//! Local phone number synthesis.
//!
//! Numbers are random but follow each country's mobile format, so they
//! look right without ever dialing anywhere.

use crate::geo::CountryCode;

/// Generate a random phone number in the country's mobile format.
pub fn random_phone_number(country: CountryCode) -> String {
    match country {
        // Australian mobile: +61 4 dddd dddd
        CountryCode::Au => {
            let digits: String = (0..8).map(|_| fastrand::char('0'..='9')).collect();
            format!("+61 4 {} {}", &digits[..4], &digits[4..])
        }
        // Swiss mobile: +41 7x ddd dd dd with x in 5..=9
        CountryCode::Ch => {
            let prefix = ["75", "76", "77", "78", "79"][fastrand::usize(..5)];
            format!(
                "+41 {} {} {} {}",
                prefix,
                fastrand::u32(100..1000),
                fastrand::u32(10..100),
                fastrand::u32(10..100)
            )
        }
    }
}

#[cfg(test)]
mod tests {
    use super::*;
    use regex::Regex;

    #[test]
    fn test_au_phone_format() {
        let pattern = Regex::new(r"^\+61 4 \d{4} \d{4}$").unwrap();
        for _ in 0..100 {
            let phone = random_phone_number(CountryCode::Au);
            assert!(pattern.is_match(&phone), "bad AU phone: {phone}");
        }
    }

    #[test]
    fn test_ch_phone_format() {
        let pattern = Regex::new(r"^\+41 7[5-9] \d{3} \d{2} \d{2}$").unwrap();
        for _ in 0..100 {
            let phone = random_phone_number(CountryCode::Ch);
            assert!(pattern.is_match(&phone), "bad CH phone: {phone}");
        }
    }
}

**Exercise:**
Reproduce every line of the records containing the string "prefix".

**Result below:**
            let prefix = ["75", "76", "77", "78", "79"][fastrand::usize(..5)];
                prefix,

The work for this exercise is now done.